Two things happen almost simultaneously. One, the red alert system fires off a message to your pre-frontal cortex – the thinky part of your brain. “What is this?” “What’s going on?” “Remember this is where the snake lives.” Secondly, it sends a “get me out of here” signal to your body and activates the fight or flight response.
Your adrenal glands (also a small walnut sized bit of tissue that sits atop each of your kidneys) function as your emergency response team and squirts adrenalin and cortisol (a couple of stress hormones) into your bloodstream, almost instantaneously once the red alert sounds. Thinky brain is slow to react, but your body reacts in a flash triggering a cascade of events that prepares you to fight or make a run for it. Your heart rate goes up, your blood pressure increases, your breathing gets faster and deeper and blood is diverted from your gut to your muscles to be ready to run.
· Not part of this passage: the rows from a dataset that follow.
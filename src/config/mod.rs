//! Configuration: config directory resolution and `config.toml` settings.

pub mod settings;

pub use settings::{resolve_config_dir, AppSettings};
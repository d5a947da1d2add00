//! Line scanning for hyc assembly text.
//!
//! The string helpers here are pure functions over `&str`; nothing is
//! allocated.

/// Characters that start a full-line comment.
const COMMENT_CHARS: [char; 2] = [';', '#'];

/// Trailing comment marker after an instruction.
const TRAILING_COMMENT: char = ';';

/// Label separator.
const LABEL_SUFFIX: char = ':';

/// A source line after comments and whitespace are stripped.
#[derive(Debug, Clone, Copy, PartialEq, Eq)]
pub(crate) enum Line<'a> {
    /// Blank or comment-only line.
    Blank,
    /// An optional label followed by an optional instruction body.
    Source {
        label: Option<&'a str>,
        body: &'a str,
    },
}

/// Split `s` at the first `delimiter`, trimming both halves.
///
/// Returns the whole (trimmed) string and `None` when the delimiter is absent.
pub(crate) fn partition(s: &str, delimiter: char) -> (&str, Option<&str>) {
    match s.split_once(delimiter) {
        Some((first, second)) => (first.trim(), Some(second.trim())),
        None => (s.trim(), None),
    }
}

/// Split `s` at the first run of whitespace. Empty halves become absent.
pub(crate) fn split_word(s: &str) -> (&str, &str) {
    let s = s.trim();
    match s.split_once(char::is_whitespace) {
        Some((first, rest)) => (first, rest.trim()),
        None => (s, ""),
    }
}

/// A quoted left side is never a label.
fn is_quoted(s: &str) -> bool {
    s.contains('"') || s.contains('\'')
}

/// Classify one line of assembly.
pub(crate) fn scan_line(line: &str) -> Line<'_> {
    let trimmed = line.trim();
    if trimmed.is_empty() || trimmed.starts_with(&COMMENT_CHARS[..]) {
        return Line::Blank;
    }

    let code = match trimmed.find(TRAILING_COMMENT) {
        Some(pos) => trimmed[..pos].trim_end(),
        None => trimmed,
    };

    match partition(code, LABEL_SUFFIX) {
        (left, Some(right)) if !is_quoted(left) => Line::Source {
            label: Some(left),
            body: right,
        },
        _ => Line::Source {
            label: None,
            body: code,
        },
    }
}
Most scarily, blood is also diverted from your brain to your muscles – and you are emotionally hi-jacked. This is why you find it hard to think rationally when you are in fight or flight mode. Meanwhile, thinky brain is busily reviewing files and comparing the situation to previous close encounters…. “Ah! It’s ok, it’s a stick not a snake. Cancel red alert!” Whew safe and sound.
Your heart rate and breathing slow and return to normal, your blood pressure drops and you go about your daily business – just another day in the wild. Your ancestor goes back to gathering blueberries.
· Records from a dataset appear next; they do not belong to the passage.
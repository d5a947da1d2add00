//! Program representation: the instruction sequence plus its address tables.
//!
//! An instruction's index in `instructions` is its address. Label and
//! function names resolve to addresses through two separate maps; the
//! assembler guarantees a name appears in at most one of them.

use std::collections::BTreeMap;

use crate::instruction::Instruction;
use crate::opcode::Opcode;

/// A resolved program, read-only once assembled.
#[derive(Debug, Clone, Default, PartialEq, Eq)]
pub struct Program {
    /// The instruction stream. Index = address.
    pub instructions: Vec<Instruction>,
    /// Jump targets: label name → address.
    pub label_map: BTreeMap<String, usize>,
    /// Call targets: function name → address of its first instruction.
    pub func_map: BTreeMap<String, usize>,
}

impl Program {
    /// Create a program with no labels or functions.
    pub fn new(instructions: Vec<Instruction>) -> Self {
        Self {
            instructions,
            label_map: BTreeMap::new(),
            func_map: BTreeMap::new(),
        }
    }

    /// Number of instructions in the program.
    pub fn len(&self) -> usize {
        self.instructions.len()
    }

    /// Returns true if the program has no instructions.
    pub fn is_empty(&self) -> bool {
        self.instructions.is_empty()
    }

    /// Instruction at `address`, if in bounds.
    pub fn get(&self, address: usize) -> Option<&Instruction> {
        self.instructions.get(address)
    }

    /// Address recorded for a jump label.
    pub fn label_address(&self, name: &str) -> Option<usize> {
        self.label_map.get(name).copied()
    }

    /// Address recorded for a function entry.
    pub fn function_address(&self, name: &str) -> Option<usize> {
        self.func_map.get(name).copied()
    }

    /// Parameter declaration of the function starting at `address`.
    ///
    /// Returns the ARG instruction when it is the function's first
    /// instruction, `None` otherwise.
    pub fn parameters_at(&self, address: usize) -> Option<&Instruction> {
        self.get(address).filter(|instr| instr.opcode == Opcode::Arg)
    }
}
But the chronic day to day stress of life in the 21st century is a different story. We no longer encounter acute, life threatening situations on a daily basis. This is a good thing!
Nevertheless our panic button is constantly triggered. The daily commute, a difficult co-worker, unreasonable self-imposed perfectionistic expectations – the stress list is endless. We have replaced the hungry lion with a crabby co-worker!
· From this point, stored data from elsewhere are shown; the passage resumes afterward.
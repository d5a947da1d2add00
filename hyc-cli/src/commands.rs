//! CLI command implementations.

use hyc_assembler::Options;
use hyc_common::Program;
use hyc_vm::{Machine, Step};
use tracing::debug;

/// Input file and flags shared by `run` and `listing`.
#[derive(Debug)]
struct Invocation<'a> {
    input: &'a str,
    options: Options,
    trace: bool,
}

/// Parse `<file> [flags]`. `--trace` is accepted only when `allow_trace`.
fn parse_args<'a>(
    command: &str,
    args: &'a [String],
    allow_trace: bool,
) -> Result<Invocation<'a>, i32> {
    let mut input = None;
    let mut options = Options::default();
    let mut trace = false;

    for arg in args {
        match arg.as_str() {
            "--no-entry" => options.entry_call = false,
            "--no-exit" => options.exit = false,
            "--trace" if allow_trace => trace = true,
            flag if flag.starts_with("--") => {
                eprintln!("error: unknown flag '{flag}' for {command}");
                return Err(1);
            }
            path => {
                if input.is_some() {
                    eprintln!("error: {command} takes exactly one input file");
                    return Err(1);
                }
                input = Some(path);
            }
        }
    }

    match input {
        Some(input) => Ok(Invocation {
            input,
            options,
            trace,
        }),
        None => {
            eprintln!("error: {command} requires an input file");
            eprintln!("Usage: hyc {command} <file> [flags]");
            Err(1)
        }
    }
}

fn load(invocation: &Invocation<'_>) -> Result<Program, i32> {
    hyc_assembler::assemble_file(invocation.input, invocation.options).map_err(|e| {
        eprintln!("error: {e}");
        1
    })
}

/// Assemble and execute a source file; print the exit code.
pub fn run(args: &[String]) -> Result<(), i32> {
    let invocation = parse_args("run", args, true)?;
    let program = load(&invocation)?;
    debug!(input = invocation.input, trace = invocation.trace, "running");

    let outcome = if invocation.trace {
        run_traced(&program)
    } else {
        Machine::new(&program).run()
    };

    match outcome {
        Ok(code) => {
            println!("{code}");
            Ok(())
        }
        Err(e) => {
            eprintln!("runtime error: {e}");
            Err(3)
        }
    }
}

/// Step the machine, dumping its state to stderr after each instruction.
fn run_traced(program: &Program) -> Result<i64, hyc_vm::Fault> {
    let mut machine = Machine::new(program);
    eprint!("{machine}");
    loop {
        let step = machine.step();
        eprintln!("----");
        eprint!("{machine}");
        if let Step::Halted(code) = step? {
            return Ok(code);
        }
    }
}

/// Print the assembled program: instructions, labels, functions.
pub fn listing(args: &[String]) -> Result<(), i32> {
    let invocation = parse_args("listing", args, false)?;
    let program = load(&invocation)?;
    print!("{}", hyc_assembler::listing(&program));
    Ok(())
}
To the brain stress is stress and it responds as it did centuries ago – with fight or flight. The red alert is sounding all the time, and cortisol is flooding our bloodstream. But these days, we rarely (if ever) need to run and well, fighting is just unacceptable. Chronic stress impacts us emotionally and physically and contributes to just about all of the chronic diseases clogging up the emergency room.
Some stress is a good thing and can have a positive influence on your brain.
Too much stress, we get depressed or anxious. Too little stress, we are bored.
It is a matter of balance. As long as the stress is not too severe or prolonged, and with proper nutrition and sleep, we have adequate recovery… the brain repairs itself and we can actually thrive!
How can we temper the unrelenting stress of modern day society? How do we turn off the red alert and stop the flood of cortisol?
- Recognize your own uniqueness; Be genuinely you;
- Nourish your body with proper nutrition;
- Move! get and stay active but do not over do it;
- Get adequate sleep;
- Actively pursue relaxation;
- Learn to self-coach;
- Listen for the quiet whispers of your heart;
- And of course, learn from your beloved pet – cherish the moment!!
Easier said than done. But well worth the effort.